Give the number of lines in the data that contain "serde", and nothing more.

......

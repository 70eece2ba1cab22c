//! TOML configuration loading, following the same `load_toml` idiom the
//! host uses for its skin manifests.

use std::fs;
use std::path::Path;

use serde::{Deserialize, Serialize};

use crate::error::{CoreError, CoreResult};
use crate::layout::LayoutConstants;

/// Serializable form of [`LayoutConstants`]; every field is optional so a
/// host config can override only what it needs to.
#[derive(Debug, Clone, Default, Serialize, Deserialize)]
pub struct LayoutConfig {
    pub base_res_w: Option<f64>,
    pub base_res_h: Option<f64>,
    pub judge_line_below_from_bottom: Option<f64>,
    pub judge_line_side_from_edge: Option<f64>,
    pub activation_ahead_pixels: Option<f64>,
    pub hold_bg_lightness: Option<f64>,
}

impl LayoutConfig {
    /// Applies any fields present in this config over the compiled-in
    /// defaults.
    pub fn resolve(&self) -> LayoutConstants {
        let defaults = LayoutConstants::default();
        LayoutConstants {
            base_res_w: self.base_res_w.unwrap_or(defaults.base_res_w),
            base_res_h: self.base_res_h.unwrap_or(defaults.base_res_h),
            judge_line_below_from_bottom: self
                .judge_line_below_from_bottom
                .unwrap_or(defaults.judge_line_below_from_bottom),
            judge_line_side_from_edge: self
                .judge_line_side_from_edge
                .unwrap_or(defaults.judge_line_side_from_edge),
            activation_ahead_pixels: self
                .activation_ahead_pixels
                .unwrap_or(defaults.activation_ahead_pixels),
            hold_bg_lightness: self
                .hold_bg_lightness
                .unwrap_or(defaults.hold_bg_lightness),
        }
    }
}

/// Loads a TOML document into `T`, mapping both I/O and parse failures to
/// [`CoreError::Invalid`].
pub fn load_toml<T: serde::de::DeserializeOwned>(path: &Path) -> CoreResult<T> {
    let content = fs::read_to_string(path)
        .map_err(|e| CoreError::Invalid(format!("reading {path:?}: {e}")))?;
    toml::from_str(&content).map_err(|e| CoreError::Invalid(format!("parsing {path:?}: {e}")))
}

#[cfg(test)]
mod tests {
    use super::*;

    #[test]
    fn resolve_falls_back_to_defaults() {
        let cfg = LayoutConfig::default();
        let resolved = cfg.resolve();
        assert_eq!(resolved, LayoutConstants::default());
    }

    #[test]
    fn resolve_overrides_only_given_fields() {
        let cfg = LayoutConfig {
            base_res_w: Some(2560.0),
            ..Default::default()
        };
        let resolved = cfg.resolve();
        assert_eq!(resolved.base_res_w, 2560.0);
        assert_eq!(resolved.base_res_h, LayoutConstants::default().base_res_h);
    }
}
//! Core engine for a VSRG chart editor: a concurrent note store, an
//! activation windowing layer, and a multi-threaded vertex emission
//! pipeline.
//!
//! This crate does not parse chart files, decode video, spawn FFmpeg, or
//! draw a single pixel to screen. It owns note records, answers ordered
//! range queries over them, and turns the notes visible in a viewport into
//! packed vertex bytes that a host renderer can upload as-is.

pub mod bitio;
pub mod config;
pub mod error;
pub mod executor;
pub mod external;
pub mod ffi;
pub mod layout;
pub mod note;
pub mod timing;
pub mod activation;
pub mod sprite;
pub mod emission;

pub use error::CoreError;
pub use note::{Note, NoteSide, NoteType};
pub use timing::TimingPoint;
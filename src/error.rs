//! Error taxonomy for the note store, activation engine and emission
//! pipeline.

use std::fmt;

/// Error type for every fallible operation this crate surfaces.
#[derive(Debug, Clone, PartialEq)]
pub enum CoreError {
    /// A `create` call used an id that is already present in the store.
    AlreadyExists(String),
    /// A lookup, mutation or deletion referenced an id (or index) that
    /// does not exist.
    NotFound(String),
    /// An ordered read was requested while the store's views are dirty;
    /// the caller must call `sort()` first.
    OutOfOrder,
    /// An index was out of bounds for the current primary sequence.
    OutOfRange { index: usize, len: usize },
    /// A binary note record could not be decoded.
    DecodeError(String),
    /// The caller-supplied buffer cannot hold the required serialization.
    BufferTooSmall { required: usize, available: usize },
    /// A malformed sprite name, draw setting, or render pass selector.
    Invalid(String),
}

impl fmt::Display for CoreError {
    fn fmt(&self, f: &mut fmt::Formatter<'_>) -> fmt::Result {
        match self {
            CoreError::AlreadyExists(id) => write!(f, "id already exists: {id}"),
            CoreError::NotFound(id) => write!(f, "not found: {id}"),
            CoreError::OutOfOrder => {
                write!(f, "store is out of order, call sort() before ordered reads")
            }
            CoreError::OutOfRange { index, len } => {
                write!(f, "index {index} out of range (len {len})")
            }
            CoreError::DecodeError(msg) => write!(f, "decode error: {msg}"),
            CoreError::BufferTooSmall { required, available } => write!(
                f,
                "buffer too small: required {required} bytes, have {available}"
            ),
            CoreError::Invalid(msg) => write!(f, "invalid: {msg}"),
        }
    }
}

impl std::error::Error for CoreError {}

pub type CoreResult<T> = Result<T, CoreError>;

/// Maps a poisoned lock into the same error a caller would see from any
/// other ordering violation, instead of re-panicking on the next access.
pub(crate) fn lock_poisoned() -> CoreError {
    CoreError::Invalid("lock poisoned".to_string())
}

......

FINAL ANSWER → 2